Manager Cindy Starke has been with the firm since May 2014 and is one of the longest-tenured managers in the fund’s history. Ms. Starke began her investment career as a portfolio manager for U.S. Trust Company. She moved on with that investment team to become a founding portfolio manager at NewBridge Partners, which was acquired by Victory Capital Management in 2003 where she was a co-portfolio manager of the Victory Focused Growth Mutual Fund.

Value Line’s 59% return, which placed it in the top 2% of its Morningstar peers, bested its peers by 2700 basis points with no greater volatility. The fund’s risk-adjusted return ratings – Sharpe, Sortino, Martin – are a multiple of its peers.

Comparison of 1-Year Performance, 1/2023 – 12/2023

Name 2023 Return Maximum drawdown Downside deviation Ulcer
Index
Sharpe
Ratio
Sortino
Ratio
Martin
Ratio
Value Line Larger Companies Focused 59.1 -11.7 9.2 4.2 2.17 5.88 12.9
Multi-cap growth peers 32.4 -11.7 9.6 4.5 0.48 3.02 6.68

Offensive Rookie of the Year

Criteria: eligible rookie funds placed in the highest tier for 2023 total returns while having a maximum drawdown no greater than average. Among eligible funds, we looked for the highest return relative to peers.
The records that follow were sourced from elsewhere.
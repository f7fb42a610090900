//! User repository backed by SeaORM.

use async_trait::async_trait;
use sea_orm::{
    ActiveModelTrait, ColumnTrait, DatabaseConnection, DbErr, EntityTrait, PaginatorTrait,
    QueryFilter, Set, SqlErr,
};
use uuid::Uuid;

use super::entities::user::{self, ActiveModel, Entity as UserEntity};
use crate::infra::migrations::USERNAME_UNIQUE_INDEX;
use common::{AppError, AppResult};
use domain::{
    FormErrors, NewUser, PictureChange, ProfileChanges, User, MSG_EMAIL_IN_USE, MSG_USERNAME_TAKEN,
};

#[cfg(any(test, feature = "test-utils"))]
use mockall::automock;

/// User repository trait for dependency injection.
#[cfg_attr(any(test, feature = "test-utils"), automock)]
#[async_trait]
pub trait UserRepository: Send + Sync {
    /// Find user by ID
    async fn find_by_id(&self, id: Uuid) -> AppResult<Option<User>>;

    /// Find user by exact username
    async fn find_by_username(&self, username: &str) -> AppResult<Option<User>>;

    /// Whether any user other than `exclude` holds this email
    async fn email_in_use(&self, email: &str, exclude: Option<Uuid>) -> AppResult<bool>;

    /// Whether any user holds this username
    async fn username_in_use(&self, username: &str) -> AppResult<bool>;

    /// Insert a new user
    async fn create(&self, data: NewUser) -> AppResult<User>;

    /// Apply profile edits to an existing user
    async fn update_profile(&self, id: Uuid, changes: ProfileChanges) -> AppResult<User>;

    /// Check storage connectivity
    async fn ping(&self) -> AppResult<()>;
}

/// Concrete implementation of UserRepository
pub struct UserStore {
    db: DatabaseConnection,
}

impl UserStore {
    /// Create new repository instance
    pub fn new(db: DatabaseConnection) -> Self {
        Self { db }
    }
}

/// Map a unique index violation back onto the form field it guards.
fn map_write_error(err: DbErr) -> AppError {
    match err.sql_err() {
        Some(SqlErr::UniqueConstraintViolation(detail)) => {
            if detail.contains(USERNAME_UNIQUE_INDEX) || detail.contains("username") {
                AppError::Form(FormErrors::single("username", MSG_USERNAME_TAKEN))
            } else {
                AppError::Form(FormErrors::single("email", MSG_EMAIL_IN_USE))
            }
        }
        _ => AppError::from(err),
    }
}

#[async_trait]
impl UserRepository for UserStore {
    async fn find_by_id(&self, id: Uuid) -> AppResult<Option<User>> {
        UserEntity::find_by_id(id)
            .one(&self.db)
            .await?
            .map(User::try_from)
            .transpose()
    }

    async fn find_by_username(&self, username: &str) -> AppResult<Option<User>> {
        UserEntity::find()
            .filter(user::Column::Username.eq(username))
            .one(&self.db)
            .await?
            .map(User::try_from)
            .transpose()
    }

    async fn email_in_use(&self, email: &str, exclude: Option<Uuid>) -> AppResult<bool> {
        let mut query = UserEntity::find().filter(user::Column::Email.eq(email));
        if let Some(id) = exclude {
            query = query.filter(user::Column::Id.ne(id));
        }

        Ok(query.count(&self.db).await? > 0)
    }

    async fn username_in_use(&self, username: &str) -> AppResult<bool> {
        let count = UserEntity::find()
            .filter(user::Column::Username.eq(username))
            .count(&self.db)
            .await?;

        Ok(count > 0)
    }

    async fn create(&self, data: NewUser) -> AppResult<User> {
        let now = chrono::Utc::now();
        let active_model = ActiveModel {
            id: Set(Uuid::new_v4()),
            username: Set(data.username),
            email: Set(data.email),
            password_hash: Set(data.password_hash),
            role: Set(data.role.to_string()),
            first_name: Set(data.first_name),
            last_name: Set(data.last_name),
            profile_picture: Set(data.profile_picture),
            address_line1: Set(data.address_line1),
            city: Set(data.city),
            state: Set(data.state),
            pincode: Set(data.pincode),
            created_at: Set(now),
            updated_at: Set(now),
        };

        let model = active_model.insert(&self.db).await.map_err(map_write_error)?;
        User::try_from(model)
    }

    async fn update_profile(&self, id: Uuid, changes: ProfileChanges) -> AppResult<User> {
        let user = UserEntity::find_by_id(id)
            .one(&self.db)
            .await?
            .ok_or(AppError::NotFound)?;

        let mut active: ActiveModel = user.into();
        active.first_name = Set(changes.first_name);
        active.last_name = Set(changes.last_name);
        active.email = Set(changes.email);
        active.address_line1 = Set(changes.address_line1);
        active.city = Set(changes.city);
        active.state = Set(changes.state);
        active.pincode = Set(changes.pincode);
        match changes.picture {
            PictureChange::Keep => {}
            PictureChange::Replace(path) => active.profile_picture = Set(Some(path)),
            PictureChange::Clear => active.profile_picture = Set(None),
        }
        active.updated_at = Set(chrono::Utc::now());

        let model = active.update(&self.db).await.map_err(map_write_error)?;
        User::try_from(model)
    }

    async fn ping(&self) -> AppResult<()> {
        crate::infra::ping(&self.db).await?;
        Ok(())
    }
}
Winner: American Funds Capital Group US Value ETF (CGDV)

American Funds Capital Group US Value ETF is an actively managed ETF that invests in dividend-paying stocks of larger established U.S. companies. One goal is to produce more income than its large-cap benchmark index. The portfolio currently holds about 50% with about 15% of the portfolio in small- to mid-cap stocks and 6% in international stocks.

The portfolio is focused on dividend-paying stocks but, in particular, on the stock of American companies “whose debt securities are rated at least investment grade … or unrated but determined to be of equivalent quality by the fund’s investment adviser.” That then serves as a marker of “established.”

The fund is managed, in the American Funds tradition, by a risk-conscious team of five who also share responsibility for some of American’s largest equity funds.

This equity income fund returned 28.8%, besting its average peer by 1,760 basis points. Its maximum drawdown was -7.35%, 21o bps better than its peers, and its Sharpe ratio was four times higher. The fund had lower risk scores (standard deviation, downside deviation, Ulcer Index and higher risk-adjusted returns (Sharpe ratio, Sortino ratio, Martin ratio) than its peers. The fund has not gone unnoticed, drawing $5.9 billion in assets since its February 2022 launch.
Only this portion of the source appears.